La novela de Oscar Wilde, “Dorian Gray, el retrato” es el punto de partida de la propuesta musical concebida por Pepe Cibrián Campoy y Ángel Mahler, que una vez más dan luz a un texto de la literatura universal.
Ser reconocido por conquistar un estilo es quizás el mayor logro al que puede aspirar un creador. Y en este caso, en verdad, puede afirmarse que Pepe Cibrián Campoy en lo que a realización escénica y visual se refiere, y Ángel Mahler en el rubro aporte musical, lo han logrado. El primero por conformar una arquitectura visual en cada escena, un cuadro prácticamente barroco, con juegos de luces y sombras, al que suma un inquietante movimiento coreográfico o desplazamiento de actores cantantes. Mahler por haber adquirido el don de concretar un sonido contundente en cada cuadro o segmento de la historia.
Se trate de un fantasma huidizo, un relato de las 1001 noches, o El Jorobado de París, la trama en muchos casos se desdibuja para dar lugar a imágenes que reemplazan palabras, y sonidos que acompañan la acción.
El primero, Drácula, en su evolución en el tiempo fue el puntapié de la conformación de un estilo al que ambos han dado continuidad y vigencia.
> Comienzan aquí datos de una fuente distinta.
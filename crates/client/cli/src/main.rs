//! Command-line client entry point.
mod args;
mod commands;
mod config;
mod presentation;

use std::io::Write;

use anyhow::Result;
use clap::Parser;
use tracing_subscriber::layer::SubscriberExt;
use tracing_subscriber::util::SubscriberInitExt;

use args::Cli;
use commands::CliApp;
use config::CliConfig;

fn main() -> Result<()> {
    // Load .env file if it exists (silently ignore if not found)
    let _ = dotenvy::dotenv();

    let cli = Cli::parse();
    setup_logging();

    let config = CliConfig::from_env().with_overrides(cli.data_dir, cli.save_dir);
    tracing::debug!(
        data_dir = %config.data_dir.display(),
        save_dir = %config.save_dir.display(),
        "configuration resolved"
    );

    let app = CliApp::new(&config)?;
    let output = app.run(cli.command)?;
    std::io::stdout().write_all(output.as_bytes())?;
    Ok(())
}

/// Logs go to stderr so command output stays clean.
fn setup_logging() {
    let env_filter = tracing_subscriber::EnvFilter::from_default_env()
        .add_directive(tracing::Level::INFO.into());

    let stderr_layer = tracing_subscriber::fmt::layer()
        .with_writer(std::io::stderr)
        .with_target(false);

    tracing_subscriber::registry()
        .with(env_filter)
        .with(stderr_layer)
        .init();
}
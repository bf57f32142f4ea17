//! Restriction strings and the clauses they are made of.
//!
//! A restriction is a `", "`-separated list of clauses. Keyword clauses test
//! a unit class; anything else is a pattern matched against the unit's
//! `"<color> <weapon> <move>"` tag.

use std::collections::HashMap;
use std::sync::{LazyLock, RwLock};

use bitflags::bitflags;
use regex::Regex;

use crate::env::{Color, UnitDefinition, WeaponType};

bitflags! {
    /// Colors named by a `Color:` clause.
    #[derive(Clone, Copy, Debug, PartialEq, Eq, Hash)]
    #[cfg_attr(feature = "serde", derive(serde::Serialize, serde::Deserialize))]
    pub struct ColorFlags: u8 {
        const RED = 1 << 0;
        const BLUE = 1 << 1;
        const GREEN = 1 << 2;
        const NEUTRAL = 1 << 3;
    }
}

impl ColorFlags {
    /// Parses the flag list after `Color:`. Letters are matched by containment.
    pub fn parse(flags: &str) -> Self {
        [
            ('R', Self::RED),
            ('B', Self::BLUE),
            ('G', Self::GREEN),
            ('N', Self::NEUTRAL),
        ]
        .into_iter()
        .filter(|(letter, _)| flags.contains(*letter))
        .fold(Self::empty(), |acc, (_, flag)| acc | flag)
    }

    pub const fn of(color: Color) -> Self {
        match color {
            Color::Red => Self::RED,
            Color::Blue => Self::BLUE,
            Color::Green => Self::GREEN,
            Color::Neutral => Self::NEUTRAL,
        }
    }
}

bitflags! {
    /// Weapon classes named by a `Weapon:` clause. Tomes are split by color.
    #[derive(Clone, Copy, Debug, PartialEq, Eq, Hash)]
    #[cfg_attr(feature = "serde", derive(serde::Serialize, serde::Deserialize))]
    pub struct WeaponFlags: u16 {
        const SWORD = 1 << 0;
        const LANCE = 1 << 1;
        const AXE = 1 << 2;
        const BREATH = 1 << 3;
        const BEAST = 1 << 4;
        const RED_TOME = 1 << 5;
        const BLUE_TOME = 1 << 6;
        const GREEN_TOME = 1 << 7;
        const BOW = 1 << 8;
        const DAGGER = 1 << 9;
        const STAFF = 1 << 10;
    }
}

impl WeaponFlags {
    const CODES: [(&'static str, WeaponFlags); 11] = [
        ("Sw", Self::SWORD),
        ("L", Self::LANCE),
        ("A", Self::AXE),
        ("Br", Self::BREATH),
        ("Be", Self::BEAST),
        ("Tr", Self::RED_TOME),
        ("Tb", Self::BLUE_TOME),
        ("Tg", Self::GREEN_TOME),
        ("Bo", Self::BOW),
        ("Da", Self::DAGGER),
        ("St", Self::STAFF),
    ];

    /// Parses the flag list after `Weapon:`. Codes are matched by containment.
    pub fn parse(flags: &str) -> Self {
        Self::CODES
            .into_iter()
            .filter(|(code, _)| flags.contains(code))
            .fold(Self::empty(), |acc, (_, flag)| acc | flag)
    }

    /// The single flag describing a unit's weapon. Tomes without a tome color
    /// have none.
    pub const fn of(weapon_type: WeaponType, color: Color) -> Self {
        match (weapon_type, color) {
            (WeaponType::Sword, _) => Self::SWORD,
            (WeaponType::Lance, _) => Self::LANCE,
            (WeaponType::Axe, _) => Self::AXE,
            (WeaponType::Breath, _) => Self::BREATH,
            (WeaponType::Beast, _) => Self::BEAST,
            (WeaponType::Tome, Color::Red) => Self::RED_TOME,
            (WeaponType::Tome, Color::Blue) => Self::BLUE_TOME,
            (WeaponType::Tome, Color::Green) => Self::GREEN_TOME,
            (WeaponType::Tome, Color::Neutral) => Self::empty(),
            (WeaponType::Bow, _) => Self::BOW,
            (WeaponType::Dagger, _) => Self::DAGGER,
            (WeaponType::Staff, _) => Self::STAFF,
        }
    }
}

/// Compiled patterns by source text, shared across eligibility checks.
static COMPILED: LazyLock<RwLock<HashMap<String, Pattern>>> =
    LazyLock::new(|| RwLock::new(HashMap::new()));

/// A pattern clause. Sources that are not valid regexes match by substring.
#[derive(Clone, Debug)]
pub struct Pattern {
    source: String,
    regex: Option<Regex>,
}

impl Pattern {
    /// Compiles `source` on first use; later calls reuse the cached regex.
    pub fn compile(source: &str) -> Self {
        if let Ok(cache) = COMPILED.read()
            && let Some(pattern) = cache.get(source)
        {
            return pattern.clone();
        }

        let regex = match Regex::new(source) {
            Ok(regex) => Some(regex),
            Err(err) => {
                tracing::warn!(pattern = source, %err, "restriction is not a valid pattern");
                None
            }
        };
        let pattern = Self {
            source: source.to_owned(),
            regex,
        };
        if let Ok(mut cache) = COMPILED.write() {
            cache
                .entry(source.to_owned())
                .or_insert_with(|| pattern.clone());
        }
        pattern
    }

    pub fn source(&self) -> &str {
        &self.source
    }

    pub fn is_regex(&self) -> bool {
        self.regex.is_some()
    }

    pub fn is_match(&self, haystack: &str) -> bool {
        match &self.regex {
            Some(regex) => regex.is_match(haystack),
            None => haystack.contains(&self.source),
        }
    }
}

impl PartialEq for Pattern {
    fn eq(&self, other: &Self) -> bool {
        self.source == other.source
    }
}

impl Eq for Pattern {}

/// One clause of a restriction.
#[derive(Clone, Debug, PartialEq, Eq)]
pub enum Clause {
    /// Learned by default, or the unit's evolved signature weapon.
    Exclusive,
    /// Anyone but staff users.
    Offense,
    Melee,
    Ranged,
    Physical,
    Magic,
    Color(ColorFlags),
    Weapon(WeaponFlags),
    /// Regex matched against the unit's class tag.
    Pattern(Pattern),
}

impl Clause {
    pub fn parse(raw: &str) -> Self {
        if raw.contains("Exclusive") {
            Clause::Exclusive
        } else if raw.contains("Offense") {
            Clause::Offense
        } else if raw.contains("Melee") {
            Clause::Melee
        } else if raw.contains("Ranged") {
            Clause::Ranged
        } else if raw.contains("Physical") {
            Clause::Physical
        } else if raw.contains("Magic") {
            Clause::Magic
        } else if let Some((_, flags)) = raw.split_once("Color:") {
            Clause::Color(ColorFlags::parse(flags))
        } else if let Some((_, flags)) = raw.split_once("Weapon:") {
            Clause::Weapon(WeaponFlags::parse(flags))
        } else {
            Clause::Pattern(Pattern::compile(raw))
        }
    }

    /// Whether a unit satisfies this clause. `exclusive` says whether the
    /// skill counts as the unit's own.
    pub fn admits(&self, unit: &UnitDefinition, exclusive: bool) -> bool {
        let weapon = unit.weapon_type;
        match self {
            Clause::Exclusive => exclusive,
            Clause::Offense => !unit.is_staff_user(),
            Clause::Melee => weapon.is_melee(),
            Clause::Ranged => weapon.is_ranged(),
            Clause::Physical => weapon.is_physical(),
            Clause::Magic => weapon.is_magic(),
            Clause::Color(flags) => flags.contains(ColorFlags::of(unit.color)),
            Clause::Weapon(flags) => {
                let own = WeaponFlags::of(weapon, unit.color);
                !own.is_empty() && flags.contains(own)
            }
            Clause::Pattern(pattern) => pattern.is_match(&unit.class_tag()),
        }
    }
}

/// A parsed restriction string.
#[derive(Clone, Debug, Default, PartialEq, Eq)]
pub struct Restriction<'r> {
    clauses: Vec<(&'r str, Clause)>,
}

impl<'r> Restriction<'r> {
    pub fn parse(raw: &'r str) -> Self {
        let clauses = raw
            .split(", ")
            .filter(|clause| !clause.is_empty())
            .map(|clause| (clause, Clause::parse(clause)))
            .collect();
        Self { clauses }
    }

    /// Prepends a clause, used for a weapon's own type.
    pub fn with_leading(mut self, raw: &'r str) -> Self {
        self.clauses.insert(0, (raw, Clause::parse(raw)));
        self
    }

    pub fn is_empty(&self) -> bool {
        self.clauses.is_empty()
    }

    pub fn clauses(&self) -> impl Iterator<Item = &Clause> {
        self.clauses.iter().map(|(_, clause)| clause)
    }

    /// Every clause must pass. A clause naming the unit always passes.
    pub fn admits(&self, unit: &UnitDefinition, exclusive: bool) -> bool {
        self.clauses
            .iter()
            .all(|(raw, clause)| *raw == unit.name || clause.admits(unit, exclusive))
    }
}
//! Traits describing read-only reference data.
//!
//! Oracles expose unit definitions, skill catalogs and upgrade tables. The
//! [`Env`] aggregate bundles them with the [`CalcConfig`] so every calculation
//! can reach what it needs without coupling to a concrete dataset.
mod dataset;
mod error;
mod skills;
mod units;
mod upgrades;

pub use dataset::ReferenceData;
pub use error::OracleError;
pub use skills::{
    SkillCategory, SkillDefinition, SkillOracle, UpgradeFlags, WeaponData, base_name,
};
pub use units::{Color, LearnableSkill, MoveType, UnitDefinition, UnitOracle, WeaponType};
pub use upgrades::{
    Evolution, RefineClass, RefineVariant, SpecialRefine, UpgradeOracle, UpgradeTables,
    WeaponRefine,
};

use crate::config::CalcConfig;

/// Aggregates the read-only oracles and the calculation config.
pub struct Env<'a, U, S, G>
where
    U: UnitOracle + ?Sized,
    S: SkillOracle + ?Sized,
    G: UpgradeOracle + ?Sized,
{
    units: &'a U,
    skills: &'a S,
    upgrades: &'a G,
    config: &'a CalcConfig,
}

pub type PlannerEnv<'a> =
    Env<'a, dyn UnitOracle + 'a, dyn SkillOracle + 'a, dyn UpgradeOracle + 'a>;

impl<U, S, G> Clone for Env<'_, U, S, G>
where
    U: UnitOracle + ?Sized,
    S: SkillOracle + ?Sized,
    G: UpgradeOracle + ?Sized,
{
    fn clone(&self) -> Self {
        *self
    }
}

impl<U, S, G> Copy for Env<'_, U, S, G>
where
    U: UnitOracle + ?Sized,
    S: SkillOracle + ?Sized,
    G: UpgradeOracle + ?Sized,
{
}

impl<'a, U, S, G> Env<'a, U, S, G>
where
    U: UnitOracle + ?Sized,
    S: SkillOracle + ?Sized,
    G: UpgradeOracle + ?Sized,
{
    pub fn new(units: &'a U, skills: &'a S, upgrades: &'a G, config: &'a CalcConfig) -> Self {
        Self {
            units,
            skills,
            upgrades,
            config,
        }
    }

    pub fn units(&self) -> &'a U {
        self.units
    }

    pub fn skills(&self) -> &'a S {
        self.skills
    }

    pub fn upgrades(&self) -> &'a G {
        self.upgrades
    }

    pub fn config(&self) -> &'a CalcConfig {
        self.config
    }

    pub fn unit(&self, name: &str) -> Option<&'a UnitDefinition> {
        self.units.unit(name)
    }

    /// Returns the unit definition, or an error naming the missing unit.
    ///
    /// # Errors
    ///
    /// Returns `OracleError::UnitNotFound` if the dataset has no such unit.
    pub fn require_unit(&self, name: &str) -> Result<&'a UnitDefinition, OracleError> {
        self.units
            .unit(name)
            .ok_or_else(|| OracleError::UnitNotFound(name.to_owned()))
    }

    pub fn skill(&self, category: SkillCategory, name: &str) -> Option<&'a SkillDefinition> {
        self.skills.skill(category, name)
    }
}

impl<'a, U, S, G> Env<'a, U, S, G>
where
    U: UnitOracle + 'a,
    S: SkillOracle + 'a,
    G: UpgradeOracle + 'a,
{
    /// Converts this environment into a trait-object based `PlannerEnv`.
    pub fn into_planner_env(self) -> PlannerEnv<'a> {
        let units: &'a dyn UnitOracle = self.units;
        let skills: &'a dyn SkillOracle = self.skills;
        let upgrades: &'a dyn UpgradeOracle = self.upgrades;
        Env::new(units, skills, upgrades, self.config)
    }
}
Puede atrapar o no, o despertar más o menos admiración, pero sin dudar, la suma de ambos, permitirá captar la atención del espectador.
Dorian Gray, el retrato no es la excepción. Da continuidad al lenguaje obtenido por el dúo, a partir de una historia conocida firmada por Oscar Wilde. El retrato habla del culto a la belleza y el individualismo, enfocando la locura de tratar de ser siempre joven que signa a la sociedad actual.
Dividida en innumerables cuadros la historia ofrece un espectáculo en el verdadero sentido de la palabra. Luces, movimientos permanentes, y coreografías se combinan con un diseño sonoro envolvente que en pocas ocasiones da tregua a los matices.
El elenco, como en toda producción firmada por ambos, está a la orden del día. Además de Juan Rodó, un artista cábala para Cibrián Mahler, se suma un equipo notable de intérpretes capaces de contar y cantar, entre los que se anotan Luna Pérez Lening, Gastón Avendaño, Alexis Pozzo Godoy, Luz Yacianci, Luis Blanco y Eluney Zakazar, entre otros. Todos conforman un sólido grupo que permite el lucimiento de los creadores.
Media platea del Trinidad Guevara siguió la evolución de la historia que mereció continuos aplausos del público.
La protagonistaEn diálogo con este medio, la protagonista de esta primera reposición del musical estrenado algunos años atrás, Luna Pérez Lening, destacó algunos de los aspectos que caracterizan esta nueva apuesta del dúo artístico Cibian-Mahler. "La obra se estrenó a mediados de enero en el Teatro Lola Membrives y estuvimos hasta mediados de marzo con una temporada de casi tres meses. Hace dos semanas iniciamos la gira por distintos puntos del país", contó la intérprete de Sybil, al tiempo que agregó que este recorrido se extenderá hasta julio con un elenco de 10 personas.
En lo personal, Pérez Lening trabaja desde hace varios años bajo la dirección de Cibrián. En este sentido, explicó que para ella y el resto del elenco que también tenía experiencia en el estilo de dirección, fue intensa la construcción de los personajes y las escenas, destacando al mismo tiempo la posibilidad que ofrece Cibrián de hacer aportes a los personajes.
Respecto de los cambios que se hicieron a la pieza en esta primera reposición, la cantante y actriz mencionó que se acortó a dos horas, cuando el texto original era de tres. "Se cortaron algunas escenas que Pepe sentía que no aportaban demasiado a la obra. Es mucho más dinámica. Fue un reajuste, la puesta anterior era mucho más oscura. Esta vez creo que deja más matices, siempre dentro de la oscuridad que la temática requiere. En lo musical también se reajustaron algunos sonidos. La mirada cambia porque también es cierto que hoy Pepe está en otro momento como director", compartió Luna Pérez Lening.
También se refirió al desafío que implicó el desarrollo de un personaje tan pasional y sostenerlo con la misma intensidad cada noche. "Además de poder elaborarlo, porque cada noche pasas por situaciones tan complicadas desde la ficción que después hay que seguir. También es necesario hacerlo para manejar esa cantidad de emoción con lo vocal. Implica un equilibrio en el nivel de entrega y sostenerlo técnicamente", concluyó la artista.